The successful phase 2 of camidanlumab tesirine [Citation5] has provided further clinical proof of concept for this ADC class, and it is hoped that a route to approval and patient benefit can be found for this highly active agent. PBD ADCs can clearly have significant single-agent activity in a relapsed/refractory setting, but the ability to combine with standard treatments, or rationally with other agents (e.g. gemcitabine [Citation12]), with the potential to reduce dosing and as a result decrease toxicity, will be crucial in the long-term therapeutic strategy for these agents.
With increasing clinical experience, common toxicities related to this ADC class are becoming evident. These include hematological, liver enzyme abnormalities, fatigue, skin toxicities, and effusions, the latter two generally becoming evident after several cycles of treatment and can be cumulative [Citation2–5]. Most of these adverse events are reversible and manageable with dose delays and/or reductions. Clinical experience has also further highlighted the importance of optimizing dose scheduling (including dose reduction in later cycles as in both pivotal phase 2 studies [Citation3,Citation5]) to reduce the potential for delayed toxicities. Target-related toxicities have also been observed, most notably the rare occurrence of Guillain-Barré syndrome or polyradiculopathy in cHL patients treated with camidalumab tesirine targeting CD25 [Citation4,Citation5]. Interestingly, this has not been observed in non-HL [Citation4] or leukemia patients [Citation13] treated with this agent suggesting it may be both target and indication dependent.

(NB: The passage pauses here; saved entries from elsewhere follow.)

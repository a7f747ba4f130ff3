//! Request and response payloads for the prediction API.

use std::fmt;
use std::str::FromStr;

use enum_map::Enum;
use serde::{Deserialize, Serialize};

use super::error::{ApiError, ApiResult};

/// Server-assigned identifier of a submitted session.
pub type SessionId = i64;

/// Enum values that travel over the wire as fixed lowercase strings.
pub trait WireValue: Copy + Sized + 'static {
    /// Every variant, in display order.
    fn all() -> &'static [Self];

    /// The exact string the API uses for this variant.
    fn as_str(self) -> &'static str;
}

/// Looks up a variant by its wire string.
pub fn parse_wire<T: WireValue>(value: &str) -> Option<T> {
    let value = value.trim();
    T::all().iter().copied().find(|v| v.as_str() == value)
}

/// A server-reported value that may fall outside the known set.
///
/// Unknown strings are kept verbatim instead of failing deserialization so
/// the UI can render a fallback.
#[derive(Debug, Clone, PartialEq, Eq, Serialize, Deserialize)]
#[serde(untagged)]
pub enum Reported<T> {
    Known(T),
    Unknown(String),
}

impl<T: WireValue> Reported<T> {
    pub fn known(&self) -> Option<T> {
        match self {
            Reported::Known(value) => Some(*value),
            Reported::Unknown(_) => None,
        }
    }

    /// The raw wire string, whether known or not.
    pub fn as_str(&self) -> &str {
        match self {
            Reported::Known(value) => value.as_str(),
            Reported::Unknown(raw) => raw,
        }
    }
}

impl<T: WireValue> fmt::Display for Reported<T> {
    fn fmt(&self, f: &mut fmt::Formatter<'_>) -> fmt::Result {
        f.write_str(self.as_str())
    }
}

impl<T> From<T> for Reported<T> {
    fn from(value: T) -> Self {
        Reported::Known(value)
    }
}

// ============================================================================
// Enums
// ============================================================================

#[derive(Debug, Clone, Copy, PartialEq, Eq, Hash, Serialize, Deserialize)]
#[serde(rename_all = "lowercase")]
pub enum Position {
    Goalkeeper,
    Defender,
    Midfielder,
    Forward,
}

impl WireValue for Position {
    fn all() -> &'static [Self] {
        &[
            Position::Goalkeeper,
            Position::Defender,
            Position::Midfielder,
            Position::Forward,
        ]
    }

    fn as_str(self) -> &'static str {
        match self {
            Position::Goalkeeper => "goalkeeper",
            Position::Defender => "defender",
            Position::Midfielder => "midfielder",
            Position::Forward => "forward",
        }
    }
}

#[derive(Debug, Clone, Copy, PartialEq, Eq, Hash, Serialize, Deserialize)]
#[serde(rename_all = "lowercase")]
pub enum ActivityType {
    Practice,
    /// Competitive fixture. "match" is accepted as an input synonym.
    #[serde(alias = "match")]
    Game,
}

impl WireValue for ActivityType {
    fn all() -> &'static [Self] {
        &[ActivityType::Practice, ActivityType::Game]
    }

    fn as_str(self) -> &'static str {
        match self {
            ActivityType::Practice => "practice",
            ActivityType::Game => "game",
        }
    }
}

#[derive(Debug, Clone, Copy, PartialEq, Eq, Hash, Enum, Serialize, Deserialize)]
#[serde(rename_all = "lowercase")]
pub enum RiskLevel {
    Low,
    Medium,
    High,
    Critical,
}

impl WireValue for RiskLevel {
    fn all() -> &'static [Self] {
        &[
            RiskLevel::Low,
            RiskLevel::Medium,
            RiskLevel::High,
            RiskLevel::Critical,
        ]
    }

    fn as_str(self) -> &'static str {
        match self {
            RiskLevel::Low => "low",
            RiskLevel::Medium => "medium",
            RiskLevel::High => "high",
            RiskLevel::Critical => "critical",
        }
    }
}

#[derive(Debug, Clone, Copy, PartialEq, Eq, Hash, Enum, Serialize, Deserialize)]
#[serde(rename_all = "snake_case")]
pub enum PredictedAction {
    Cleared,
    Monitor,
    ReduceIntensity,
    RestRecommended,
    MustRest,
}

impl WireValue for PredictedAction {
    fn all() -> &'static [Self] {
        &[
            PredictedAction::Cleared,
            PredictedAction::Monitor,
            PredictedAction::ReduceIntensity,
            PredictedAction::RestRecommended,
            PredictedAction::MustRest,
        ]
    }

    fn as_str(self) -> &'static str {
        match self {
            PredictedAction::Cleared => "cleared",
            PredictedAction::Monitor => "monitor",
            PredictedAction::ReduceIntensity => "reduce_intensity",
            PredictedAction::RestRecommended => "rest_recommended",
            PredictedAction::MustRest => "must_rest",
        }
    }
}

/// Processing state of a submitted session.
///
/// Everything except `Processed` means the result is not ready yet.
#[derive(Debug, Clone, Copy, PartialEq, Eq, Hash, Serialize, Deserialize)]
#[serde(rename_all = "lowercase")]
pub enum PredictionStatus {
    Pending,
    Queued,
    Processing,
    Processed,
}

impl WireValue for PredictionStatus {
    fn all() -> &'static [Self] {
        &[
            PredictionStatus::Pending,
            PredictionStatus::Queued,
            PredictionStatus::Processing,
            PredictionStatus::Processed,
        ]
    }

    fn as_str(self) -> &'static str {
        match self {
            PredictionStatus::Pending => "pending",
            PredictionStatus::Queued => "queued",
            PredictionStatus::Processing => "processing",
            PredictionStatus::Processed => "processed",
        }
    }
}

macro_rules! impl_from_str {
    ($($ty:ty => $what:literal),* $(,)?) => {
        $(
            impl FromStr for $ty {
                type Err = String;

                fn from_str(s: &str) -> Result<Self, Self::Err> {
                    parse_wire(s).ok_or_else(|| {
                        let expected: Vec<&str> =
                            <$ty>::all().iter().map(|v| v.as_str()).collect();
                        format!("unknown {} '{}' (expected one of: {})", $what, s, expected.join(", "))
                    })
                }
            }
        )*
    };
}

impl_from_str!(
    Position => "position",
    RiskLevel => "risk level",
    PredictedAction => "action",
    PredictionStatus => "status",
);

impl FromStr for ActivityType {
    type Err = String;

    fn from_str(s: &str) -> Result<Self, Self::Err> {
        if s.trim() == "match" {
            return Ok(ActivityType::Game);
        }
        parse_wire(s).ok_or_else(|| {
            format!("unknown activity '{s}' (expected one of: practice, game, match)")
        })
    }
}

// ============================================================================
// Payloads
// ============================================================================

/// Body of `POST /predict`.
#[derive(Debug, Clone, PartialEq, Serialize, Deserialize)]
pub struct SessionRequest {
    pub player_name: String,
    pub position: Position,
    pub activity_type: ActivityType,
    pub sleep_hours: f64,
    pub stress_level: u8,
    pub distance_km: f64,
    pub sprint_count: u32,
    #[serde(default, skip_serializing_if = "Option::is_none")]
    pub soreness: Option<u8>,
    #[serde(default, skip_serializing_if = "Option::is_none")]
    pub rpe: Option<u8>,
    #[serde(default, skip_serializing_if = "Option::is_none")]
    pub injury_illness: Option<bool>,
}

/// Response of `POST /predict`.
#[derive(Debug, Clone, PartialEq, Deserialize)]
pub struct QueueResponse {
    pub session_id: SessionId,
    #[serde(default)]
    pub status: Option<String>,
    #[serde(default)]
    pub message: Option<String>,
    #[serde(default)]
    pub timestamp: Option<String>,
    #[serde(default)]
    pub estimated_wait_time_ms: Option<f64>,
}

/// Raw response of `GET /predictions/{id}`.
///
/// Result fields are only populated once `status` is `processed`.
#[derive(Debug, Clone, PartialEq, Deserialize)]
pub struct PredictionResponse {
    pub session_id: SessionId,
    pub status: Reported<PredictionStatus>,
    #[serde(default)]
    pub fatigue_score: Option<f64>,
    #[serde(default)]
    pub risk_level: Option<Reported<RiskLevel>>,
    #[serde(default)]
    pub predicted_action: Option<Reported<PredictedAction>>,
    #[serde(default)]
    pub confidence: Option<f64>,
    #[serde(default)]
    pub processed_at: Option<String>,
    #[serde(default)]
    pub processing_time_ms: Option<f64>,
    #[serde(default)]
    pub error: Option<String>,
}

impl PredictionResponse {
    pub fn is_processed(&self) -> bool {
        self.status.known() == Some(PredictionStatus::Processed)
    }

    /// Converts a processed response into a complete result.
    ///
    /// # Errors
    /// Fails when the response belongs to another session or a result field
    /// is missing.
    pub fn into_result(self, expected: SessionId) -> ApiResult<PredictionResult> {
        if self.session_id != expected {
            return Err(ApiError::session_mismatch(expected, self.session_id));
        }

        let missing = |field: &str| {
            ApiError::parse(format!(
                "Processed result for session #{expected} is missing {field}"
            ))
        };

        Ok(PredictionResult {
            session_id: self.session_id,
            fatigue_score: self.fatigue_score.ok_or_else(|| missing("fatigue_score"))?,
            risk_level: self.risk_level.ok_or_else(|| missing("risk_level"))?,
            predicted_action: self
                .predicted_action
                .ok_or_else(|| missing("predicted_action"))?,
            confidence: self.confidence.ok_or_else(|| missing("confidence"))?,
            processed_at: self.processed_at,
            status: self.status,
        })
    }
}

/// A processed prediction.
#[derive(Debug, Clone, PartialEq, Serialize, Deserialize)]
pub struct PredictionResult {
    pub session_id: SessionId,
    /// 0-100.
    pub fatigue_score: f64,
    pub risk_level: Reported<RiskLevel>,
    pub predicted_action: Reported<PredictedAction>,
    /// 0-1.
    pub confidence: f64,
    pub processed_at: Option<String>,
    pub status: Reported<PredictionStatus>,
}

/// Body of `POST /feedback`.
#[derive(Debug, Clone, PartialEq, Eq, Serialize, Deserialize)]
pub struct FeedbackRequest {
    pub session_id: SessionId,
    pub correct: bool,
    pub user_label: String,
    pub comment: Option<String>,
}

/// Response of `GET /agent/status`.
#[derive(Debug, Clone, Default, PartialEq, Deserialize)]
#[serde(default)]
pub struct AgentStatus {
    pub is_running: bool,
    pub processed_count: u64,
    pub avg_processing_time_ms: f64,
    pub queue_size: u64,
    pub avg_fatigue_score: f64,
    pub avg_confidence: f64,
    pub exploration_count: u64,
    pub review_needed_count: u64,
    pub retrain_count: u64,
}
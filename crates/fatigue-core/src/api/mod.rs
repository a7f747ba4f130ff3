//! Prediction API: wire types, HTTP client and the result poll loop.
//!
//! ## Module Structure
//!
//! - `types.rs`: request/response payloads and the enums they carry
//! - `error.rs`: `ApiError` and its categories
//! - `client.rs`: reqwest-backed `ApiClient` for the four endpoints
//! - `poll.rs`: fixed-interval, fixed-attempt polling with cancellation

mod client;
mod error;
mod poll;
mod types;

pub use client::{ApiClient, USER_AGENT};
pub use error::{ApiError, ApiErrorKind, ApiResult};
pub use poll::{PollOptions, PredictionSource, poll_for_result};
pub use types::{
    ActivityType, AgentStatus, FeedbackRequest, Position, PredictedAction, PredictionResponse,
    PredictionResult, PredictionStatus, QueueResponse, Reported, RiskLevel, SessionId,
    SessionRequest, WireValue, parse_wire,
};
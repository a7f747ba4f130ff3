//! Feedback form reducer.

use crossterm::event::{KeyCode, KeyEvent};

use super::state::{FeedbackField, FeedbackState};
use crate::common::text::sanitize_single_line;

#[derive(Debug, Clone, Copy, PartialEq, Eq)]
pub enum FeedbackAction {
    None,
    Submit,
}

/// Handles a key while the feedback form has focus.
pub fn handle_key(state: &mut FeedbackState, key: KeyEvent) -> FeedbackAction {
    match key.code {
        KeyCode::Tab | KeyCode::Down => state.focus_next(),
        KeyCode::BackTab | KeyCode::Up => state.focus_prev(),
        KeyCode::Left => state.adjust(false),
        KeyCode::Right => state.adjust(true),
        KeyCode::Enter => match state.focus {
            FeedbackField::Outcome(_) => state.adjust(true),
            _ => return FeedbackAction::Submit,
        },
        KeyCode::Char(' ') if matches!(state.focus, FeedbackField::Outcome(_)) => {
            state.adjust(true);
        }
        KeyCode::Backspace if state.focus == FeedbackField::Comment => {
            state.draft.comment.pop();
        }
        KeyCode::Char(c) if state.focus == FeedbackField::Comment => {
            state.draft.comment.push(c);
        }
        _ => {}
    }
    FeedbackAction::None
}

pub fn handle_paste(state: &mut FeedbackState, text: &str) {
    if state.focus == FeedbackField::Comment {
        state.draft.comment.push_str(&sanitize_single_line(text));
    }
}
//! Session view state.

use fatigue_core::api::{PredictionResult, SessionId};
use fatigue_core::display::ResultDisplay;
use fatigue_core::feedback::ActiveSession;

/// The one visible session state.
#[derive(Debug, Clone, PartialEq, Default)]
pub enum SessionView {
    /// Nothing submitted yet, or reset.
    #[default]
    Idle,
    /// Session queued; waiting for the poll loop.
    Loading { session_id: SessionId },
    /// Processed result, and the session feedback refers to.
    Results {
        display: ResultDisplay,
        active: ActiveSession,
    },
    /// Submit or poll failed.
    Error { message: String },
}

impl SessionView {
    pub fn results(result: &PredictionResult) -> Self {
        SessionView::Results {
            display: ResultDisplay::from_result(result),
            active: ActiveSession::from(result),
        }
    }

    /// Session feedback can be given for; only set while showing results.
    pub fn active_session(&self) -> Option<&ActiveSession> {
        match self {
            SessionView::Results { active, .. } => Some(active),
            _ => None,
        }
    }

    pub fn can_reset(&self) -> bool {
        matches!(self, SessionView::Results { .. } | SessionView::Error { .. })
    }

    pub fn is_loading_for(&self, id: SessionId) -> bool {
        matches!(self, SessionView::Loading { session_id } if *session_id == id)
    }

    pub fn name(&self) -> &'static str {
        match self {
            SessionView::Idle => "idle",
            SessionView::Loading { .. } => "loading",
            SessionView::Results { .. } => "results",
            SessionView::Error { .. } => "error",
        }
    }
}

The choice of patient population is clearly key for agents such as loncastuximab tesirine as highlighted by the recent discontinuation of the phase 2 study of Lonca-R in previously untreated unfit/frail patients with DLBCL (LOTIS-9). This has some analogy to the experience with vadustuximab talirine, where, despite impressive preclinical and early-phase clinical data in AML, the phase 3 CASCADE trial was terminated early due to toxicity in this older population of HMA-eligible patients who are more susceptible to toxicity [Citation14].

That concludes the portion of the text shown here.